◆ AVAILABLE DATA
▼
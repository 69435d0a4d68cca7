//! CLI argument definitions for `Pathways`

use clap::{builder::BoolishValueParser, Parser, Subcommand, ValueEnum};
use std::path::PathBuf;

use tuition_pathways::config::ConfigOverrides;
use tuition_pathways::logger::Level;

/// CLI log level argument
///
/// Converts to lowercase strings for config storage and to `logger::Level`
/// for runtime use.
#[derive(Copy, Clone, Debug, ValueEnum, PartialEq, Eq)]
pub enum LogLevelArg {
    /// Error-level logging
    Error,
    /// Warning-level logging
    Warn,
    /// Info-level logging
    Info,
    /// Debug-level logging
    Debug,
}

impl From<LogLevelArg> for Level {
    fn from(arg: LogLevelArg) -> Self {
        match arg {
            LogLevelArg::Error => Self::Error,
            LogLevelArg::Warn => Self::Warn,
            LogLevelArg::Info => Self::Info,
            LogLevelArg::Debug => Self::Debug,
        }
    }
}

impl std::fmt::Display for LogLevelArg {
    fn fmt(&self, f: &mut std::fmt::Formatter<'_>) -> std::fmt::Result {
        let as_str = match self {
            Self::Error => "error",
            Self::Warn => "warn",
            Self::Info => "info",
            Self::Debug => "debug",
        };
        write!(f, "{as_str}")
    }
}

#[derive(Debug, Subcommand)]
pub enum ConfigSubcommand {
    /// Display configuration values.
    ///
    /// If a KEY is provided, displays only that configuration value.
    /// If no KEY is provided, displays all configuration values.
    Get {
        /// Optional configuration key to display (e.g., `level`, `reports_dir`)
        #[arg(value_name = "KEY")]
        key: Option<String>,
    },
    /// Set a configuration value.
    Set {
        /// Configuration key to set
        #[arg(value_name = "KEY")]
        key: String,
        /// Value to set
        #[arg(value_name = "VALUE")]
        value: String,
    },
    /// Unset a configuration value.
    Unset {
        /// Configuration key to unset
        #[arg(value_name = "KEY")]
        key: String,
    },
    /// Reset configuration to defaults (requires confirmation).
    Reset,
}

#[derive(Debug, Subcommand)]
pub enum Command {
    /// Manage configuration.
    ///
    /// If no subcommand is provided, displays all configuration values.
    Config {
        #[command(subcommand)]
        subcommand: Option<ConfigSubcommand>,
    },
    /// List priced programs with their base tuition.
    Programs {
        /// Print JSON instead of a table
        #[arg(long)]
        json: bool,
    },
    /// Show the discount rules.
    Discounts {
        /// Print JSON instead of text
        #[arg(long)]
        json: bool,
    },
    /// Estimate tuition for a program.
    ///
    /// Discounts apply in a fixed order: workforce partner, Hoboken resident,
    /// alumni, then employer reimbursement.
    Estimate {
        /// Program code (see `pathways programs`)
        #[arg(value_name = "CODE")]
        program: String,

        /// Employer is a workforce partner (not available for certificates)
        #[arg(long)]
        partner: bool,

        /// Hoboken resident
        #[arg(long)]
        resident: bool,

        /// Stevens alumni
        #[arg(long)]
        alumni: bool,

        /// Annual employer tuition reimbursement in dollars
        #[arg(long, value_name = "AMOUNT")]
        reimbursement: Option<String>,

        /// Print the breakdown as JSON
        #[arg(long)]
        json: bool,

        /// Also write a report: markdown (md) or html
        #[arg(long, value_name = "FORMAT")]
        report: Option<String>,

        /// Report output path (defaults to the configured reports directory)
        #[arg(short, long, value_name = "FILE")]
        output: Option<PathBuf>,
    },
    /// Browse pillars, tracks, and courses.
    Catalog {
        /// Only show one pillar
        #[arg(long, value_name = "ID")]
        pillar: Option<String>,
    },
    /// Build a learning path non-interactively.
    ///
    /// Selects the track, toggles the listed courses into each stage, and
    /// walks the wizard forward as far as the selections allow.
    Pathway {
        /// Track id (see `pathways catalog`)
        #[arg(long, value_name = "ID")]
        track: String,

        /// Stage 1 course ids, comma-separated
        #[arg(long, value_name = "IDS", value_delimiter = ',')]
        stage1: Vec<String>,

        /// Stage 2 course ids, comma-separated
        #[arg(long, value_name = "IDS", value_delimiter = ',')]
        stage2: Vec<String>,

        /// Stage 3 course ids, comma-separated
        #[arg(long, value_name = "IDS", value_delimiter = ',')]
        stage3: Vec<String>,

        /// Also write a report: markdown (md) or html
        #[arg(long, value_name = "FORMAT")]
        report: Option<String>,

        /// Report output path (defaults to the configured reports directory)
        #[arg(short, long, value_name = "FILE")]
        output: Option<PathBuf>,
    },
    /// Score the program readiness quiz.
    ///
    /// Without answers, prints the questions.
    Quiz {
        /// One option index per question, comma-separated (e.g. `0,2,1,3,1`)
        #[arg(long, value_name = "INDEXES", value_delimiter = ',')]
        answers: Vec<usize>,

        /// Print the result as JSON
        #[arg(long)]
        json: bool,
    },
}

#[derive(Parser, Debug)]
#[command(
    name = "pathways",
    about = "Tuition estimates and learning pathways",
    version = env!("CARGO_PKG_VERSION")
)]
pub struct Cli {
    /// Set the runtime log level (error|warn|info|debug). Falls back to config if omitted.
    #[arg(long, value_enum)]
    pub log_level: Option<LogLevelArg>,

    /// Enable verbose output (runtime only)
    #[arg(short = 'v', long = "verbose")]
    pub verbose: bool,

    /// Enable debug-level logging and runtime debug flag (shorthand)
    #[arg(long = "debug")]
    pub debug_flag: bool,

    /// Write runtime logs to a file
    #[arg(long, value_name = "PATH")]
    pub log_file: Option<PathBuf>,

    /// Print every analytics event tracked during the command
    #[arg(long)]
    pub trace_events: bool,

    // --- Config overrides ---
    /// Override config logging level
    #[arg(long = "config-level", value_enum)]
    pub config_level: Option<LogLevelArg>,

    /// Override config log file path
    #[arg(long = "config-log-file", value_name = "PATH")]
    pub config_log_file: Option<PathBuf>,

    /// Override config verbose flag (true/false)
    #[arg(long = "config-verbose", value_parser = BoolishValueParser::new())]
    pub config_verbose: Option<bool>,

    /// Override config reports directory
    #[arg(long = "config-reports-dir", value_name = "DIR")]
    pub config_reports_dir: Option<PathBuf>,

    /// Override config reports directory (short form)
    #[arg(long = "reports-dir", value_name = "DIR")]
    pub reports_dir: Option<PathBuf>,

    /// Use another pricing table file
    #[arg(long = "pricing-file", value_name = "FILE")]
    pub pricing_file: Option<PathBuf>,

    /// Use another course catalog file
    #[arg(long = "catalog-file", value_name = "FILE")]
    pub catalog_file: Option<PathBuf>,

    /// Override config analytics logging (true/false)
    #[arg(long = "config-analytics", value_parser = BoolishValueParser::new())]
    pub config_analytics: Option<bool>,

    /// Subcommand to execute.
    /// A subcommand is required to run the CLI.
    #[command(subcommand)]
    pub command: Command,
}

impl Cli {
    /// Convert CLI flags into config overrides
    ///
    /// Short-form flags (e.g., `--reports-dir`) take precedence over
    /// long-form flags (e.g., `--config-reports-dir`) when both are provided.
    pub fn to_config_overrides(&self) -> ConfigOverrides {
        ConfigOverrides {
            level: self.config_level.map(|lvl| lvl.to_string()),
            file: self
                .config_log_file
                .as_ref()
                .map(|p| p.to_string_lossy().to_string()),
            verbose: self.config_verbose,
            reports_dir: self
                .reports_dir
                .as_ref()
                .or(self.config_reports_dir.as_ref())
                .map(|p| p.to_string_lossy().to_string()),
            pricing_file: self
                .pricing_file
                .as_ref()
                .map(|p| p.to_string_lossy().to_string()),
            catalog_file: self
                .catalog_file
                .as_ref()
                .map(|p| p.to_string_lossy().to_string()),
            analytics: self.config_analytics,
        }
    }
}

#[cfg(test)]
mod tests {
    use super::*;

    fn parse(args: &[&str]) -> Cli {
        Cli::try_parse_from(std::iter::once("pathways").chain(args.iter().copied()))
            .expect("arguments parse")
    }

    #[test]
    fn test_log_level_display() {
        assert_eq!(LogLevelArg::Error.to_string(), "error");
        assert_eq!(LogLevelArg::Warn.to_string(), "warn");
        assert_eq!(LogLevelArg::Info.to_string(), "info");
        assert_eq!(LogLevelArg::Debug.to_string(), "debug");
    }

    #[test]
    fn test_log_level_to_logger_level() {
        assert_eq!(Level::from(LogLevelArg::Error), Level::Error);
        assert_eq!(Level::from(LogLevelArg::Warn), Level::Warn);
        assert_eq!(Level::from(LogLevelArg::Info), Level::Info);
        assert_eq!(Level::from(LogLevelArg::Debug), Level::Debug);
    }

    #[test]
    fn test_to_config_overrides_empty() {
        let overrides = parse(&["programs"]).to_config_overrides();
        assert!(overrides.level.is_none());
        assert!(overrides.file.is_none());
        assert!(overrides.verbose.is_none());
        assert!(overrides.reports_dir.is_none());
        assert!(overrides.pricing_file.is_none());
        assert!(overrides.catalog_file.is_none());
        assert!(overrides.analytics.is_none());
    }

    #[test]
    fn test_to_config_overrides_with_values() {
        let cli = parse(&[
            "--config-level",
            "debug",
            "--config-log-file",
            "/tmp/test.log",
            "--config-verbose",
            "true",
            "--pricing-file",
            "/data/pricing.toml",
            "--config-analytics",
            "yes",
            "discounts",
        ]);
        let overrides = cli.to_config_overrides();
        assert_eq!(overrides.level, Some("debug".to_string()));
        assert_eq!(overrides.file, Some("/tmp/test.log".to_string()));
        assert_eq!(overrides.verbose, Some(true));
        assert_eq!(overrides.pricing_file, Some("/data/pricing.toml".to_string()));
        assert_eq!(overrides.analytics, Some(true));
    }

    #[test]
    fn test_short_form_precedence_over_long_form() {
        let cli = parse(&[
            "--config-reports-dir",
            "/long/out",
            "--reports-dir",
            "/short/out",
            "programs",
        ]);
        assert_eq!(cli.to_config_overrides().reports_dir, Some("/short/out".to_string()));

        let cli = parse(&["--config-reports-dir", "/long/out", "programs"]);
        assert_eq!(cli.to_config_overrides().reports_dir, Some("/long/out".to_string()));
    }

    #[test]
    fn test_estimate_flags() {
        let cli = parse(&["estimate", "mba", "--partner", "--alumni", "--reimbursement", "5000"]);
        match cli.command {
            Command::Estimate {
                program,
                partner,
                resident,
                alumni,
                reimbursement,
                ..
            } => {
                assert_eq!(program, "mba");
                assert!(partner && alumni && !resident);
                assert_eq!(reimbursement.as_deref(), Some("5000"));
            }
            other => panic!("unexpected command {other:?}"),
        }
    }

    #[test]
    fn test_pathway_lists_split_on_commas() {
        let cli = parse(&[
            "pathway",
            "--track",
            "applied-ml",
            "--stage1",
            "AI-501,AI-502",
            "--stage3",
            "MS-700",
        ]);
        match cli.command {
            Command::Pathway {
                track,
                stage1,
                stage2,
                stage3,
                ..
            } => {
                assert_eq!(track, "applied-ml");
                assert_eq!(stage1, vec!["AI-501", "AI-502"]);
                assert!(stage2.is_empty());
                assert_eq!(stage3, vec!["MS-700"]);
            }
            other => panic!("unexpected command {other:?}"),
        }
    }

    #[test]
    fn test_quiz_answers() {
        let cli = parse(&["quiz", "--answers", "0,2,1,3,1"]);
        match cli.command {
            Command::Quiz { answers, json } => {
                assert_eq!(answers, vec![0, 2, 1, 3, 1]);
                assert!(!json);
            }
            other => panic!("unexpected command {other:?}"),
        }
    }
}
▲
◆ PROBLEM DETAILS
The reply should hold only the lines from the beginning of the listing to the line with "for runtime use.", both ends included, unchanged.

◆ SOLUTION
repository 69435d0a4d68cca7
//! CLI argument definitions for `Pathways`

use clap::{builder::BoolishValueParser, Parser, Subcommand, ValueEnum};
use std::path::PathBuf;

use tuition_pathways::config::ConfigOverrides;
use tuition_pathways::logger::Level;

/// CLI log level argument
///
/// Converts to lowercase strings for config storage and to `logger::Level`
/// for runtime use.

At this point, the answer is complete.